Question

If the matrix M_r is given by M_r=\(\begin{pmatrix}r &r-1 \\ r-1&r \end{pmatrix}\) for r=1,2,3....then det(M₁)+det(M₂)+.......+det(M₂₀₀₈)=

• A. 2007
• B. 2008
• C. (2008)²
• D. (2007)²

Answer 1

The Correct Option is C

Given: A matrix $M_r = \begin{bmatrix} r & r - 1 \\ r - 1 & r \end{bmatrix}$ 

Step 1: Compute the determinant of $M_r$

$\det(M_r) = r \cdot r - (r - 1)^2 = r^2 - (r^2 - 2r + 1) = 2r - 1$

Step 2: Sum of determinants from $r = 1$ to $2008$

$\sum_{r=1}^{2008} \det(M_r) = \sum_{r=1}^{2008} (2r - 1)$

This is an arithmetic series with first term $1$ and last term $2 \cdot 2008 - 1 = 4015$.

Number of terms = 2008

$\sum = \frac{2008}{2} \cdot (1 + 4015) = 1004 \cdot 4016$

Now, note that: $1004 \cdot 4016 = (2008/2) \cdot (2 \cdot 2008) = \frac{2008 \cdot 4016}{2}$

$\Rightarrow \sum = \frac{2008 \cdot 4016}{2} = 2008^2$

Final Answer: Option (C): $(2008)^2$

Answer 2

Step 1: Calculate the Determinant of Mr

The determinant of a 2x2 matrix \(\begin{pmatrix} a & b \\ c & d \end{pmatrix}\) is \(ad - bc\). So,

\(\det(M_r) = r \cdot r - (r-1)(r-1) = r^2 - (r^2 - 2r + 1) = r^2 - r^2 + 2r - 1 = 2r - 1\)

Step 2: Evaluate the Sum

We want to find the sum:

\(\sum_{r=1}^{2008} \det(M_r) = \sum_{r=1}^{2008} (2r - 1) = 2 \sum_{r=1}^{2008} r - \sum_{r=1}^{2008} 1\)

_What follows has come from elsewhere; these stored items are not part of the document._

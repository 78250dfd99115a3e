// Copyright 2025 Cowboy AI, LLC.

//! Infrastructure layer
//!
//! This module contains the pieces that touch storage and peers:
//! - Event store trait and in-memory implementation
//! - Payload schema evolution (upcasters)
//! - Device sync glue for authoring and ingesting events

pub mod event_store;
/// Event versioning and schema evolution support
pub mod event_versioning;
pub mod sync;

pub use event_store::{load_event_log, EventStore, InMemoryEventStore};
pub use event_versioning::{SchemaEvolution, SimpleUpcaster, Upcaster};
pub use sync::{AuthoredEvent, Device, IngestFailure, IngestOutcome, SyncReport};
// Copyright 2025 Cowboy AI, LLC.

//! Event store interface and an in-memory implementation
//!
//! Persistence mechanics live outside this crate. The store only has to keep
//! one ordered log per aggregate and let sync replace it wholesale when a
//! foreign event is reinserted at its causal position.

use crate::errors::{EventError, EventResult};
use crate::event_log::EventLog;
use crate::events::Event;
use crate::identifiers::AggregateId;
use async_trait::async_trait;
use std::collections::HashMap;
use std::fmt;
use std::sync::Arc;
use tokio::sync::RwLock;
use tracing::debug;

/// Storage for per-aggregate event logs
#[async_trait]
pub trait EventStore: Send + Sync + fmt::Debug {
    /// Append a locally authored event to the aggregate's log
    async fn append(&self, aggregate_id: &AggregateId, event: Event) -> EventResult<()>;

    /// Load the aggregate's log in stored order (empty if unknown)
    async fn load_log(&self, aggregate_id: &AggregateId) -> EventResult<Vec<Event>>;

    /// Replace the aggregate's log with a reordered sequence
    async fn replace_log(&self, aggregate_id: &AggregateId, events: Vec<Event>)
        -> EventResult<()>;
}

/// In-memory event store for tests and single-process use
#[derive(Debug, Clone, Default)]
pub struct InMemoryEventStore {
    logs: Arc<RwLock<HashMap<AggregateId, Vec<Event>>>>,
}

impl InMemoryEventStore {
    /// Create an empty store
    pub fn new() -> Self {
        Self::default()
    }

    /// Number of aggregates with at least one event
    pub async fn aggregate_count(&self) -> usize {
        self.logs.read().await.len()
    }
}

fn ensure_aggregate(aggregate_id: &AggregateId, event: &Event) -> EventResult<()> {
    if event.aggregate_id() != aggregate_id {
        return Err(EventError::invalid_argument(
            "aggregate_id",
            format!(
                "event {} belongs to {}, not {}",
                event.event_id(),
                event.aggregate_id(),
                aggregate_id
            ),
        ));
    }
    Ok(())
}

#[async_trait]
impl EventStore for InMemoryEventStore {
    async fn append(&self, aggregate_id: &AggregateId, event: Event) -> EventResult<()> {
        ensure_aggregate(aggregate_id, &event)?;

        let mut logs = self.logs.write().await;
        let log = logs.entry(aggregate_id.clone()).or_default();
        if let Some(existing) = log.iter().find(|e| e.is_same_event(&event)) {
            if existing == &event {
                return Ok(());
            }
            return Err(EventError::invalid_argument(
                "event_id",
                format!("event id {} reused with different content", event.event_id()),
            ));
        }

        debug!(
            aggregate_id = %aggregate_id,
            event_id = %event.event_id(),
            sequence = log.len(),
            "Appended event"
        );
        log.push(event);
        Ok(())
    }

    async fn load_log(&self, aggregate_id: &AggregateId) -> EventResult<Vec<Event>> {
        let logs = self.logs.read().await;
        Ok(logs.get(aggregate_id).cloned().unwrap_or_default())
    }

    async fn replace_log(
        &self,
        aggregate_id: &AggregateId,
        events: Vec<Event>,
    ) -> EventResult<()> {
        for event in &events {
            ensure_aggregate(aggregate_id, event)?;
        }

        let mut logs = self.logs.write().await;
        debug!(
            aggregate_id = %aggregate_id,
            len = events.len(),
            "Replaced log"
        );
        logs.insert(aggregate_id.clone(), events);
        Ok(())
    }
}

/// Load an aggregate's log as a causally ordered [`EventLog`]
pub async fn load_event_log(
    store: &dyn EventStore,
    aggregate_id: &AggregateId,
) -> EventResult<EventLog> {
    let events = store.load_log(aggregate_id).await?;
    EventLog::from_events(aggregate_id.clone(), events)
}
// Copyright 2025 Cowboy AI, LLC.

//! Per-device current clock.
//!
//! A device advances its own counter once per locally authored event and
//! merges the clocks of events it receives. Both go through the same lock so
//! a merge can never overwrite a concurrent increment, and two events authored
//! on one device never share a clock.

use crate::identifiers::DeviceId;
use crate::vector_clock::VectorClock;
use std::sync::{Mutex, MutexGuard};
use tracing::debug;

/// Single-writer owner of a device's current vector clock
#[derive(Debug)]
pub struct DeviceClock {
    device_id: DeviceId,
    current: Mutex<VectorClock>,
}

impl DeviceClock {
    /// Start a device with an empty clock
    pub fn new(device_id: DeviceId) -> Self {
        Self::resume(device_id, VectorClock::new())
    }

    /// Restore a device from a previously persisted clock
    pub fn resume(device_id: DeviceId, clock: VectorClock) -> Self {
        Self {
            device_id,
            current: Mutex::new(clock),
        }
    }

    /// The device this clock belongs to
    pub fn device_id(&self) -> &DeviceId {
        &self.device_id
    }

    // The guarded value is replaced wholesale, never partially updated, so a
    // poisoned lock still holds a consistent clock.
    fn lock(&self) -> MutexGuard<'_, VectorClock> {
        self.current
            .lock()
            .unwrap_or_else(|poisoned| poisoned.into_inner())
    }

    /// Snapshot of the current clock
    pub fn current(&self) -> VectorClock {
        self.lock().clone()
    }

    /// Advance this device's counter and return the new snapshot
    pub fn tick(&self) -> VectorClock {
        let mut guard = self.lock();
        let next = guard.increment(&self.device_id);
        *guard = next.clone();
        next
    }

    /// Advance the clock and build something from the new snapshot while
    /// still holding the authoring lock.
    ///
    /// If `author` fails the clock is left untouched, so a rejected event
    /// never burns a counter value.
    pub fn author<T, E, F>(&self, author: F) -> Result<T, E>
    where
        F: FnOnce(VectorClock) -> Result<T, E>,
    {
        let mut guard = self.lock();
        let next = guard.increment(&self.device_id);
        let built = author(next.clone())?;
        *guard = next;
        Ok(built)
    }

    /// Merge a foreign clock into the device clock
    pub fn observe(&self, foreign: &VectorClock) -> VectorClock {
        let mut guard = self.lock();
        let merged = guard.merge(foreign);
        debug!(
            device_id = %self.device_id,
            before = ?*guard,
            after = ?merged,
            "Merged foreign clock"
        );
        *guard = merged.clone();
        merged
    }
}
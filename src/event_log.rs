// Copyright 2025 Cowboy AI, LLC.

//! Per-aggregate event log kept in causal order

use crate::errors::{EventError, EventResult};
use crate::events::Event;
use crate::identifiers::{AggregateId, EventId};
use crate::ordering::causal_order;
use crate::replay::{replay, Aggregate};
use crate::vector_clock::VectorClock;
use std::collections::HashMap;
use tracing::debug;

/// What happened when an event was offered to a log
#[derive(Debug, Clone, Copy, PartialEq, Eq)]
pub enum InsertOutcome {
    /// The event was new and now sits at `position`
    Inserted {
        /// Index of the event after re-ordering
        position: usize,
    },
    /// An identical event was already present
    Duplicate,
}

/// Ordered, append-only (in the logical sense) history of one aggregate.
///
/// Events are never modified once inserted. A late-arriving foreign event may
/// land before events already present, which is why the whole log is handed
/// back to the store via `replace_log`.
#[derive(Debug, Clone, PartialEq, Eq)]
pub struct EventLog {
    aggregate_id: AggregateId,
    events: Vec<Event>,
    // event id -> position in `events`
    index: HashMap<EventId, usize>,
    // merge of every clock in the log
    frontier: VectorClock,
}

impl EventLog {
    /// Create an empty log
    pub fn new(aggregate_id: AggregateId) -> Self {
        Self {
            aggregate_id,
            events: Vec::new(),
            index: HashMap::new(),
            frontier: VectorClock::new(),
        }
    }

    /// Build a log from events in any order
    pub fn from_events(
        aggregate_id: AggregateId,
        events: impl IntoIterator<Item = Event>,
    ) -> EventResult<Self> {
        let mut batch = Self::new(aggregate_id).into_batch();
        for event in events {
            batch.stage(event)?;
        }
        Ok(batch.finish())
    }

    fn check(&self, event: &Event) -> EventResult<bool> {
        if event.aggregate_id() != &self.aggregate_id {
            return Err(EventError::invalid_argument(
                "aggregate_id",
                format!(
                    "event {} targets {} but the log belongs to {}",
                    event.event_id(),
                    event.aggregate_id(),
                    self.aggregate_id
                ),
            ));
        }
        match self.get(event.event_id()) {
            Some(existing) if existing != event => Err(EventError::invalid_argument(
                "event_id",
                format!(
                    "event id {} reused with different content in aggregate {}",
                    event.event_id(),
                    self.aggregate_id
                ),
            )),
            Some(_) => Ok(false),
            None => Ok(true),
        }
    }

    fn push(&mut self, event: Event) {
        self.frontier = self.frontier.merge(event.vector_clock());
        self.index.insert(event.event_id(), self.events.len());
        self.events.push(event);
    }

    fn reorder(&mut self) {
        self.events = causal_order(std::mem::take(&mut self.events));
        self.index = self
            .events
            .iter()
            .enumerate()
            .map(|(position, e)| (e.event_id(), position))
            .collect();
    }

    /// Insert an event at its causal position.
    ///
    /// Re-delivery of an identical event is a no-op. A different event that
    /// reuses an existing id, or an event for another aggregate, is rejected
    /// and the log is left unchanged.
    pub fn insert(&mut self, event: Event) -> EventResult<InsertOutcome> {
        if !self.check(&event)? {
            debug!(event_id = %event.event_id(), "Skipping duplicate event");
            return Ok(InsertOutcome::Duplicate);
        }

        let event_id = event.event_id();
        // An event that has seen everything in the log goes last.
        let appends = event.vector_clock().dominates(&self.frontier);
        self.push(event);
        if !appends {
            self.reorder();
        }

        let position = self.index.get(&event_id).copied().unwrap_or(self.events.len() - 1);

        debug!(
            aggregate_id = %self.aggregate_id,
            event_id = %event_id,
            position,
            len = self.events.len(),
            "Inserted event"
        );
        Ok(InsertOutcome::Inserted { position })
    }

    /// Start inserting many events with a single re-order at the end
    pub fn into_batch(self) -> EventLogBatch {
        EventLogBatch {
            log: self,
            unordered: false,
            staged: 0,
        }
    }

    /// Aggregate this log belongs to
    pub fn aggregate_id(&self) -> &AggregateId {
        &self.aggregate_id
    }

    /// Events in causal order
    pub fn events(&self) -> &[Event] {
        &self.events
    }

    /// Take the ordered events
    pub fn into_events(self) -> Vec<Event> {
        self.events
    }

    /// Find an event by id
    pub fn get(&self, event_id: EventId) -> Option<&Event> {
        self.index.get(&event_id).map(|&position| &self.events[position])
    }

    /// True if an event with this id is present
    pub fn contains(&self, event_id: EventId) -> bool {
        self.index.contains_key(&event_id)
    }

    /// Number of events
    pub fn len(&self) -> usize {
        self.events.len()
    }

    /// True if the log holds no events
    pub fn is_empty(&self) -> bool {
        self.events.is_empty()
    }

    /// Merge of every clock in the log
    pub fn frontier(&self) -> &VectorClock {
        &self.frontier
    }

    /// Fold the log from `initial`
    pub fn replay<A: Aggregate>(&self, initial: A) -> A {
        replay(initial, &self.events)
    }
}

/// Several insertions into one [`EventLog`] sharing a single re-order.
///
/// Each staged event is checked against the log and the events staged before
/// it. Events that have seen everything already staged keep the log in order;
/// anything else defers one re-order to [`EventLogBatch::finish`].
#[derive(Debug)]
pub struct EventLogBatch {
    log: EventLog,
    unordered: bool,
    staged: usize,
}

impl EventLogBatch {
    /// Stage an event; `Ok(false)` if it was already present
    pub fn stage(&mut self, event: Event) -> EventResult<bool> {
        if !self.log.check(&event)? {
            return Ok(false);
        }
        if !event.vector_clock().dominates(&self.log.frontier) {
            self.unordered = true;
        }
        self.log.push(event);
        self.staged += 1;
        Ok(true)
    }

    /// Aggregate the batch targets
    pub fn aggregate_id(&self) -> &AggregateId {
        &self.log.aggregate_id
    }

    /// Number of new events staged so far
    pub fn staged(&self) -> usize {
        self.staged
    }

    /// Restore causal order and hand back the log
    pub fn finish(mut self) -> EventLog {
        if self.unordered {
            self.log.reorder();
            debug!(
                aggregate_id = %self.log.aggregate_id,
                len = self.log.events.len(),
                staged = self.staged,
                "Re-ordered log after batch"
            );
        }
        self.log
    }
}
impl EventSerializer {
    /// Create a lenient serializer
    pub fn new() -> Self {
        Self::default()
    }

    /// Create a serializer with the given configuration
    pub fn with_config(config: SerializerConfig) -> Self {
        Self {
            config,
            evolution: SchemaEvolution::new(),
        }
    }

    /// Active configuration
    pub fn config(&self) -> &SerializerConfig {
        &self.config
    }

    /// Register an upcaster for older payload versions of `event_type`
    pub fn register_upcaster(&mut self, event_type: impl Into<String>, upcaster: Box<dyn Upcaster>) {
        self.evolution.register(event_type, upcaster);
    }

    /// Write an event to `writer`
    pub fn serialize<W: Write>(&self, event: &Event, writer: W) -> EventResult<()> {
        let envelope = EventEnvelope::from_event(event)?;
        let written = if self.config.pretty {
            serde_json::to_writer_pretty(writer, &envelope)
        } else {
            serde_json::to_writer(writer, &envelope)
        };
        written.map_err(|e| {
            if e.is_io() {
                EventError::Io(e.into())
            } else {
                EventError::malformed(e.to_string()).with_context(
                    Some(event.event_id().to_string()),
                    Some(event.aggregate_id().to_string()),
                )
            }
        })?;

        debug!(
            event_id = %event.event_id(),
            aggregate_id = %event.aggregate_id(),
            event_type = event.event_type(),
            "Encoded event"
        );
        Ok(())
    }

    /// Encode an event to bytes
    pub fn encode(&self, event: &Event) -> EventResult<Vec<u8>> {
        let mut buf = Vec::new();
        self.serialize(event, &mut buf)?;
        Ok(buf)
    }

    /// Read one event from `reader`, consuming it to the end
    pub fn deserialize<R: Read>(&self, mut reader: R) -> EventResult<Event> {
        let mut buf = Vec::new();
        reader.read_to_end(&mut buf)?;
        self.decode(&buf)
    }

    /// Decode an event from bytes
    pub fn decode(&self, bytes: &[u8]) -> EventResult<Event> {
        let value: serde_json::Value = serde_json::from_slice(bytes).map_err(|e| {
            warn!(len = bytes.len(), error = %e, "Rejected undecodable event bytes");
            EventError::malformed(format!("not a valid event envelope: {e}"))
        })?;
        self.decode_value(value)
    }

    /// Decode an event from an already parsed JSON value
    pub fn decode_value(&self, value: serde_json::Value) -> EventResult<Event> {
        let event_id = string_field(&value, "event_id");
        let aggregate_id = string_field(&value, "aggregate_id");

        self.decode_envelope(value)
            .map_err(|e| {
                let e = e.with_context(event_id.clone(), aggregate_id.clone());
                warn!(
                    event_id = event_id.as_deref().unwrap_or("-"),
                    aggregate_id = aggregate_id.as_deref().unwrap_or("-"),
                    error = %e,
                    "Rejected event"
                );
                e
            })
            .inspect(|event| {
                debug!(
                    event_id = %event.event_id(),
                    aggregate_id = %event.aggregate_id(),
                    event_type = event.event_type(),
                    "Decoded event"
                );
            })
    }

    fn decode_envelope(&self, value: serde_json::Value) -> EventResult<Event> {
        let object = value
            .as_object()
            .ok_or_else(|| EventError::malformed("envelope is not a JSON object"))?;

        let event_type = match object.get("type") {
            Some(serde_json::Value::String(t)) => t.clone(),
            Some(_) => return Err(EventError::malformed("`type` is not a string")),
            None => return Err(EventError::malformed("missing `type` discriminator")),
        };

        let schema = lookup_schema(&event_type).ok_or_else(|| EventError::UnknownEventType {
            event_type: event_type.clone(),
            event_id: None,
            aggregate_id: None,
        })?;

        let envelope: EventEnvelope = serde_json::from_value(value)
            .map_err(|e| EventError::malformed(format!("invalid envelope: {e}")))?;

        let payload = self.prepare_payload(schema, &envelope)?;
        let payload = schema.decode(payload)?;

        Event::from_parts(
            EventMetadata {
                event_id: envelope.event_id,
                aggregate_id: envelope.aggregate_id,
                device_id: envelope.device_id,
                timestamp: envelope.timestamp,
                vector_clock: envelope.vector_clock,
            },
            payload,
        )
        .map_err(|e| EventError::malformed(e.to_string()))
    }

    fn prepare_payload(
        &self,
        schema: &EventSchema,
        envelope: &EventEnvelope,
    ) -> EventResult<serde_json::Value> {
        if !envelope.payload.is_object() {
            return Err(EventError::malformed(format!(
                "{} payload is not a JSON object",
                schema.event_type
            )));
        }

        let strict = self.config.compatibility == CompatibilityMode::Strict;

        if envelope.schema_version > schema.schema_version && strict {
            return Err(EventError::malformed(format!(
                "{} schema version {} is newer than supported version {}",
                schema.event_type, envelope.schema_version, schema.schema_version
            )));
        }

        let payload = self.evolution.upcast(
            schema.event_type,
            envelope.payload.clone(),
            envelope.schema_version,
            schema.schema_version,
        )?;

        if strict {
            if let Some(map) = payload.as_object() {
                let unknown: Vec<&str> = map
                    .keys()
                    .map(String::as_str)
                    .filter(|k| !schema.fields.iter().any(|f| f == k))
                    .collect();
                if !unknown.is_empty() {
                    return Err(EventError::malformed(format!(
                        "unknown {} payload fields: {}",
                        schema.event_type,
                        unknown.join(", ")
                    )));
                }
            }
        }

        Ok(payload)
    }

    /// JSON Schema describing the envelope
    pub fn envelope_schema() -> schemars::schema::RootSchema {
        schemars::schema_for!(EventEnvelope)
    }
}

We know that \(\sum_{r=1}^{n} r = \frac{n(n+1)}{2}\) and \(\sum_{r=1}^{n} 1 = n\). Therefore:

\(\sum_{r=1}^{2008} \det(M_r) = 2 \cdot \frac{2008(2008 + 1)}{2} - 2008\)

\(= 2008(2009) - 2008 = 2008(2009 - 1) = 2008 \cdot 2008 = (2008)^2\)

Conclusion:

The sum of the determinants is:

\(\sum_{r=1}^{2008} \det(M_r) = (2008)^2\)